Things may be changing soon for some crops in Africa. A group called the African Orphan Crops Consortium says these plants are not getting enough attention. And it thinks they could help ease hunger and improve diet on the continent.
The group opened the African Plant Breeding Academy last year in Nairobi, Kenya. The academy is the product of cooperation among international organizations. They are hoping to use genetic information from 100 African plants and trees that researchers say have been ignored. But food scientists say these crops have many possibilities.
Howard Yana-Shapiro is a Senior Fellow at the University of California, Davis. He is also the Chief Agricultural Officer and Global Director of Plant Science and External Research for Mars candy company. Mr Shapiro says he began thinking about ways to improve diet at the local level after seeing how poor nutrition affects children in Africa and India. He says the health of babies is affectied when women have a poor diet during pregnancy. These problems, he says, can not be corrected.

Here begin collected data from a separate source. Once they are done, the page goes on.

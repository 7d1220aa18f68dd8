//! Error types for grid construction.

/// Errors reported by fallible grid constructors.
#[derive(Debug, thiserror::Error)]
#[non_exhaustive]
pub enum GridError {
    /// The cell size must be positive and finite.
    #[error("cell size must be positive and finite, got {0}")]
    InvalidCellSize(f64),

    /// The maximum element radius must leave room inside a single cell.
    #[error("max element radius {radius} must be less than half the cell size {cell_size}")]
    InvalidElementRadius {
        /// The offending radius.
        radius: f64,
        /// The configured cell size.
        cell_size: f64,
    },
}
//! Line traces through the grid via 3D-DDA voxel traversal.
//!
//! A trace walks exactly the cells its segment pierces, in ray order. At
//! every step it searches the 3x3x3 block around the current cell — element
//! radii are capped below half a cell, so anything protruding into the
//! current cell from a neighbor is caught — and tests resident elements with
//! the exact segment/shape intersection.
//!
//! [`LineTrace::multi`] reports every pierced element; [`LineTrace::single`]
//! keeps the hit closest to the start and stops walking as soon as a block
//! has produced one, which is sound because cells are visited in ray order
//! and the whole block is searched before advancing.

use hashbrown::HashSet;
use std::marker::PhantomData;

use nalgebra::{Point3, Vector3, distance_squared};

use crate::coord::{CellCoord, CellRange};
use crate::grid::{Element, GridSemantics, SpatialGrid, cell_extent};
use crate::math;
use crate::slot_map::ElementId;

/// Outcome of a closest-hit trace.
///
/// Defaults to a miss with sentinel geometry: locations at `f64::MAX`, a zero
/// normal, and an invalid element id.
#[derive(Debug, Clone, Copy, PartialEq)]
pub struct TraceResult {
    /// Whether anything was hit.
    pub blocking_hit: bool,
    /// The hit location, or the trace end point when the trace entered the
    /// grid but hit nothing.
    pub location: Point3<f64>,
    /// The point where the segment enters the hit element.
    pub impact_point: Point3<f64>,
    /// Outward surface normal of the hit element at the impact point.
    pub impact_normal: Vector3<f64>,
    /// The hit element, valid iff `blocking_hit`.
    pub element_id: ElementId,
}

impl Default for TraceResult {
    fn default() -> Self {
        Self {
            blocking_hit: false,
            location: Point3::new(f64::MAX, f64::MAX, f64::MAX),
            impact_point: Point3::new(f64::MAX, f64::MAX, f64::MAX),
            impact_normal: Vector3::zeros(),
            element_id: ElementId::default(),
        }
    }
}

/// A directed segment prepared for tracing against a grid.
///
/// Construction precomputes everything the DDA walk needs: the unit
/// direction, its componentwise reciprocal (infinite on axis-aligned rays;
/// all downstream math tolerates that), the per-axis distance between cell
/// boundary crossings, and the per-axis step sign.
///
/// # Example
///
/// ```
/// use nalgebra::Point3;
/// use sparse_grid::{Bounds, GridSemantics, LineTrace, SpatialGrid};
///
/// struct Demo;
/// impl GridSemantics for Demo {
///     const CELL_SIZE: f64 = 100.0;
///     const MAX_ELEMENT_RADIUS: f64 = 49.0;
///     type ElementData = ();
/// }
///
/// let mut grid: SpatialGrid<Demo> = SpatialGrid::new();
/// let id = grid.add_element(
///     Bounds::Sphere { origin: Point3::new(0.0, 50.0, 50.0), radius: 10.0 },
///     (),
/// );
///
/// let trace = LineTrace::new(Point3::new(-1000.0, 50.0, 50.0), Point3::new(1000.0, 50.0, 50.0));
/// let result = trace.single(&grid);
/// assert!(result.blocking_hit);
/// assert_eq!(result.element_id, id);
/// ```
#[derive(Debug, Clone)]
pub struct LineTrace<S: GridSemantics> {
    start: Point3<f64>,
    end: Point3<f64>,
    dir: Vector3<f64>,
    inv_dir: Vector3<f64>,
    delta: Vector3<f64>,
    step: CellCoord,
    _semantics: PhantomData<S>,
}

impl<S: GridSemantics> LineTrace<S> {
    /// Prepares a trace between two points.
    #[must_use]
    pub fn new(start: Point3<f64>, end: Point3<f64>) -> Self {
        let dir = (end - start)
            .try_normalize(f64::EPSILON)
            .unwrap_or_else(Vector3::zeros);
        Self::build(start, end, dir)
    }

    /// Prepares a trace from a start point along a unit direction.
    #[must_use]
    pub fn with_direction(start: Point3<f64>, direction: Vector3<f64>, length: f64) -> Self {
        Self::build(start, start + direction * length, direction)
    }

    fn build(start: Point3<f64>, end: Point3<f64>, dir: Vector3<f64>) -> Self {
        let inv_dir = dir.map(|c| 1.0 / c);
        let delta = inv_dir.map(|c| (S::CELL_SIZE * c).abs());
        let step = CellCoord::new(
            if dir.x > 0.0 { 1 } else { -1 },
            if dir.y > 0.0 { 1 } else { -1 },
            if dir.z > 0.0 { 1 } else { -1 },
        );
        Self {
            start,
            end,
            dir,
            inv_dir,
            delta,
            step,
            _semantics: PhantomData,
        }
    }

    /// The start of the segment.
    #[must_use]
    pub const fn start(&self) -> &Point3<f64> {
        &self.start
    }

    /// The end of the segment.
    #[must_use]
    pub const fn end(&self) -> &Point3<f64> {
        &self.end
    }

    /// Calls `sink` with `(id, element, hit_point)` for every element the
    /// segment pierces. Each element is reported at most once; ordering
    /// across cells is unspecified.
    pub fn multi<F>(&self, grid: &SpatialGrid<S>, mut sink: F)
    where
        F: FnMut(ElementId, &Element<S::ElementData>, Point3<f64>),
    {
        let Some(walk) = self.begin(grid) else {
            return;
        };
        let Walk {
            mut current,
            end_cell,
            mut t_max,
            max_steps,
        } = walk;

        let mut checked_cells = HashSet::new();

        for _ in 0..max_steps {
            self.check_all(grid, current, &mut checked_cells, &mut sink);

            if current == end_cell || !grid.is_cell_within_bounds(current) {
                break;
            }

            self.progress(&mut current, &mut t_max);
        }
    }

    /// Returns the hit closest to the start of the segment, or a default
    /// [`TraceResult`] when the segment misses the grid entirely.
    #[must_use]
    pub fn single(&self, grid: &SpatialGrid<S>) -> TraceResult {
        let mut result = TraceResult::default();

        let Some(walk) = self.begin(grid) else {
            return result;
        };
        let Walk {
            mut current,
            end_cell,
            mut t_max,
            max_steps,
        } = walk;

        result.location = self.end;
        let mut checked_cells = HashSet::new();

        for _ in 0..max_steps {
            self.check_closest(grid, current, &mut checked_cells, &mut result);

            if result.blocking_hit || current == end_cell || !grid.is_cell_within_bounds(current) {
                break;
            }

            self.progress(&mut current, &mut t_max);
        }

        result
    }

    /// Clips the segment against the aggregate bounds and seeds the DDA
    /// state, or `None` when the segment never reaches occupied space.
    fn begin(&self, grid: &SpatialGrid<S>) -> Option<Walk> {
        let grid_bounds = grid.bounds()?;
        let hit_point =
            math::line_box_hit_point(grid_bounds, &self.start, &self.end, &self.dir, &self.inv_dir)?;

        let mut current = grid.location_to_coordinates(&hit_point);
        let end_cell = grid.location_to_coordinates(&self.end);
        let mut t_max = self.seed_t_max(grid, current, &hit_point);

        // When the segment enters from outside, the rounded coordinate can
        // name the neighbor just outside the entry face; one step lands on
        // the first cell the segment is actually inside.
        if hit_point != self.start {
            self.progress(&mut current, &mut t_max);
        }

        Some(Walk {
            current,
            end_cell,
            t_max,
            max_steps: self.max_steps(&hit_point),
        })
    }

    /// Per-axis distance along the ray from `hit_point` to the far face of
    /// the current cell.
    fn seed_t_max(
        &self,
        grid: &SpatialGrid<S>,
        current: CellCoord,
        hit_point: &Point3<f64>,
    ) -> Vector3<f64> {
        let cell_origin = grid.cell_center(current);
        let extent = cell_extent::<S>();
        let mut t_max = Vector3::zeros();
        for axis in 0..3 {
            let t1 = ((cell_origin[axis] - extent[axis]) - hit_point[axis]) * self.inv_dir[axis];
            let t2 = ((cell_origin[axis] + extent[axis]) - hit_point[axis]) * self.inv_dir[axis];
            // f64::max ignores a NaN from 0 * inf on an axis-aligned ray.
            t_max[axis] = t1.max(t2);
        }
        t_max
    }

    /// Hard upper bound on DDA steps: the segment cannot cross more cell
    /// boundaries than its per-axis spans allow.
    #[allow(clippy::cast_possible_truncation, clippy::cast_sign_loss)]
    fn max_steps(&self, hit_point: &Point3<f64>) -> usize {
        let delta = self.end - hit_point;
        let cells_on = |span: f64| (span.abs() / S::CELL_SIZE).ceil();
        (cells_on(delta.x) + cells_on(delta.y) + cells_on(delta.z)) as usize + 1
    }

    /// Advances to the next cell along the axis whose boundary is closest.
    /// Ties break in axis order: x before y before z.
    fn progress(&self, current: &mut CellCoord, t_max: &mut Vector3<f64>) {
        if t_max.x <= t_max.y && t_max.x <= t_max.z {
            current.x += self.step.x;
            t_max.x += self.delta.x;
        } else if t_max.y <= t_max.z {
            current.y += self.step.y;
            t_max.y += self.delta.y;
        } else {
            current.z += self.step.z;
            t_max.z += self.delta.z;
        }
    }

    /// Searches the 3x3x3 block around `offset` for pierced elements and
    /// feeds them to `sink`. Cells already visited by this trace are skipped.
    fn check_all<F>(
        &self,
        grid: &SpatialGrid<S>,
        offset: CellCoord,
        checked_cells: &mut HashSet<CellCoord>,
        sink: &mut F,
    ) where
        F: FnMut(ElementId, &Element<S::ElementData>, Point3<f64>),
    {
        for coords in CellRange::new(1).offset(offset) {
            if !checked_cells.insert(coords) {
                continue;
            }
            let Some(cell) = grid.get_cell(coords) else {
                continue;
            };
            if cell.has_elements()
                && math::line_intersects_box(cell.bounds(), &self.start, &self.inv_dir)
            {
                cell.for_each_element(grid, |id, element| {
                    if let Some(hit) = element.bounds().line_hit_point(
                        &self.start,
                        &self.end,
                        &self.dir,
                        &self.inv_dir,
                    ) {
                        sink(id, element, hit);
                    }
                });
            }
        }
    }

    /// Same block search as [`check_all`](Self::check_all), but folds hits
    /// into the running closest result instead of emitting them.
    fn check_closest(
        &self,
        grid: &SpatialGrid<S>,
        offset: CellCoord,
        checked_cells: &mut HashSet<CellCoord>,
        closest: &mut TraceResult,
    ) {
        for coords in CellRange::new(1).offset(offset) {
            if !checked_cells.insert(coords) {
                continue;
            }
            let Some(cell) = grid.get_cell(coords) else {
                continue;
            };
            if cell.has_elements()
                && math::line_intersects_box(cell.bounds(), &self.start, &self.inv_dir)
            {
                cell.for_each_element(grid, |id, element| {
                    let Some(hit) = element.bounds().line_hit_point(
                        &self.start,
                        &self.end,
                        &self.dir,
                        &self.inv_dir,
                    ) else {
                        return;
                    };
                    if !closest.blocking_hit
                        || distance_squared(&self.start, &hit)
                            < distance_squared(&self.start, &closest.impact_point)
                    {
                        closest.blocking_hit = true;
                        closest.location = hit;
                        closest.impact_point = hit;
                        closest.impact_normal = element.bounds().impact_normal(&hit, &self.dir);
                        closest.element_id = id;
                    }
                });
            }
        }
    }
}

/// Seeded DDA state shared by both trace modes.
struct Walk {
    current: CellCoord,
    end_cell: CellCoord,
    t_max: Vector3<f64>,
    max_steps: usize,
}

Mr. Shapiro says hundreds of African plants have been ignored because they are not economically important in international trade. But food scientists say the plants still have value to people living in Africa. The African Orphan Crops Consortium plans to train plant researchers about the genetics of these crops. The group hopes that farmers will use this information to produce more food with higher nutrition levels. Mr Shapiro says anything researchers learn will be shared with the world, without cost.
For VOA Learning English, I'm Laurel Bowman.